What to produce:
Beginning at the top of the data below, write out every line exactly until you reach the line with "normalizes them, via", and include that line.
Start of Data shown
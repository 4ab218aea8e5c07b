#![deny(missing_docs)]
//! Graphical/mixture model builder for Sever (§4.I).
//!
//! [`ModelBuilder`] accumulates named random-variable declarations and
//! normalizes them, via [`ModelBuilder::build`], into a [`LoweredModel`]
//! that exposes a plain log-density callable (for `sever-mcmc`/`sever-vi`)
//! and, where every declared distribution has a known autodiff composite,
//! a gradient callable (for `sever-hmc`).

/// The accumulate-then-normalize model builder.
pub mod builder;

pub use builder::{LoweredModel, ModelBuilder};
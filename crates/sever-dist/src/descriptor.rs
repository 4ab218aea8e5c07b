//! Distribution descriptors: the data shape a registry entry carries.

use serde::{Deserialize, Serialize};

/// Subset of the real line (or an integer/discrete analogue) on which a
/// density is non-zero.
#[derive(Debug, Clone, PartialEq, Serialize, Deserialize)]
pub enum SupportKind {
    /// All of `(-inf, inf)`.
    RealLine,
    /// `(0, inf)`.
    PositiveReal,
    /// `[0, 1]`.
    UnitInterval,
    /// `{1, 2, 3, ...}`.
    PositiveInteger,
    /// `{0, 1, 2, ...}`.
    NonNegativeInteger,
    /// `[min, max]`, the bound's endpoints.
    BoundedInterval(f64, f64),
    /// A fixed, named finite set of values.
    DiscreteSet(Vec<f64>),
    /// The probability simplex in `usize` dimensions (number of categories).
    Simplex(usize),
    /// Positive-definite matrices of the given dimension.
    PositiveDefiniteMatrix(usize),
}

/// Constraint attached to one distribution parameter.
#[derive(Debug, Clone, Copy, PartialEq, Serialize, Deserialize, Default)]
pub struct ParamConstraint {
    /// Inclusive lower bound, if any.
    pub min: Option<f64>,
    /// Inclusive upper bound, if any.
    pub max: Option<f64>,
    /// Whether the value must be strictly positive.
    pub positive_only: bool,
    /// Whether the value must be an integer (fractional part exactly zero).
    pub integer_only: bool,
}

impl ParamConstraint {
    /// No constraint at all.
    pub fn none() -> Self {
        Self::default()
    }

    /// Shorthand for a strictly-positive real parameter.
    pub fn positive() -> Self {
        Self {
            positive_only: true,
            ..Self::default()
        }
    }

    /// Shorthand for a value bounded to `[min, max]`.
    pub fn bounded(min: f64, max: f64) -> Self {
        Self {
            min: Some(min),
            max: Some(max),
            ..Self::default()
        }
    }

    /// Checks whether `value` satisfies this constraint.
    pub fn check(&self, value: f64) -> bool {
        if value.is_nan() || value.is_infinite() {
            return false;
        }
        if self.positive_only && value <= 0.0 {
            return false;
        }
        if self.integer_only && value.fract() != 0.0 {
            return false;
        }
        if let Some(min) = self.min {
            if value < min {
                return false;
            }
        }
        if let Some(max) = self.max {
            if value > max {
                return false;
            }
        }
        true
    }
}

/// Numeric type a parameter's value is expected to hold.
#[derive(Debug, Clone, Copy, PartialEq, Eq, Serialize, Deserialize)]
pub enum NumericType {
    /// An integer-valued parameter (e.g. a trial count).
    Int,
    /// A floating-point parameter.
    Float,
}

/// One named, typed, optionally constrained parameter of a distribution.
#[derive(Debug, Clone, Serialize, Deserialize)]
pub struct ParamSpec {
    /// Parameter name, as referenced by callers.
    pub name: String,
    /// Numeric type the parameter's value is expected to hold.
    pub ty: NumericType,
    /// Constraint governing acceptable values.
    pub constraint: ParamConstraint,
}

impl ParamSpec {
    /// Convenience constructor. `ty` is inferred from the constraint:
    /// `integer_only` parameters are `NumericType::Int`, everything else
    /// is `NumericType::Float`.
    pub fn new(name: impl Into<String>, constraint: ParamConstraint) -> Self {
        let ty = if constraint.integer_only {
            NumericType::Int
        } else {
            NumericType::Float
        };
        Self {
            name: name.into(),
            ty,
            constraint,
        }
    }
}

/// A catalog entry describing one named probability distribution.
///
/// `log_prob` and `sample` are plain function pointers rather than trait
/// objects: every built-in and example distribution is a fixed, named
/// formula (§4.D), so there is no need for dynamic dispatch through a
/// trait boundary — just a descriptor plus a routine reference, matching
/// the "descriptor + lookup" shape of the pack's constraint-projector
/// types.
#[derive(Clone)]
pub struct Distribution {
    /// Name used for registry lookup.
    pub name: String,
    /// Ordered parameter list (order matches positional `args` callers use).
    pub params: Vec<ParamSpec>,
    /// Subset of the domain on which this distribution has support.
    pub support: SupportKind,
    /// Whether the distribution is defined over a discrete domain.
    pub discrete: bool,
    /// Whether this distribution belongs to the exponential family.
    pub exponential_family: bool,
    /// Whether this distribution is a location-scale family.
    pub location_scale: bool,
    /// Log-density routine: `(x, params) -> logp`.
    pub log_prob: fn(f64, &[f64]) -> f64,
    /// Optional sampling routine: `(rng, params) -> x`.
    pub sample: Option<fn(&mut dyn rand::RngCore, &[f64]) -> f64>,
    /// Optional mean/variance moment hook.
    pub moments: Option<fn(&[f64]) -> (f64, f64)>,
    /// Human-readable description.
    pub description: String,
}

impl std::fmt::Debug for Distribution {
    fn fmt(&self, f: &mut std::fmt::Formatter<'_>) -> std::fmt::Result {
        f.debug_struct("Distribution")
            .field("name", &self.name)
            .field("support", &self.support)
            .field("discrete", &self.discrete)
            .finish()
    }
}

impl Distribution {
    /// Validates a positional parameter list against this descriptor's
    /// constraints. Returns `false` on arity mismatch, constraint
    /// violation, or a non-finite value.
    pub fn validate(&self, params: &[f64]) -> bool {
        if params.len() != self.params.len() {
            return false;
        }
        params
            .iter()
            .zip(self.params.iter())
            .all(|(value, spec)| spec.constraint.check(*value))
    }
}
End of Data shown
Answer to this problem:
repository 4ab218aea8e5c07b
#![deny(missing_docs)]
//! Graphical/mixture model builder for Sever (§4.I).
//!
//! [`ModelBuilder`] accumulates named random-variable declarations and
//! normalizes them, via [`ModelBuilder::build`], into a [`LoweredModel`]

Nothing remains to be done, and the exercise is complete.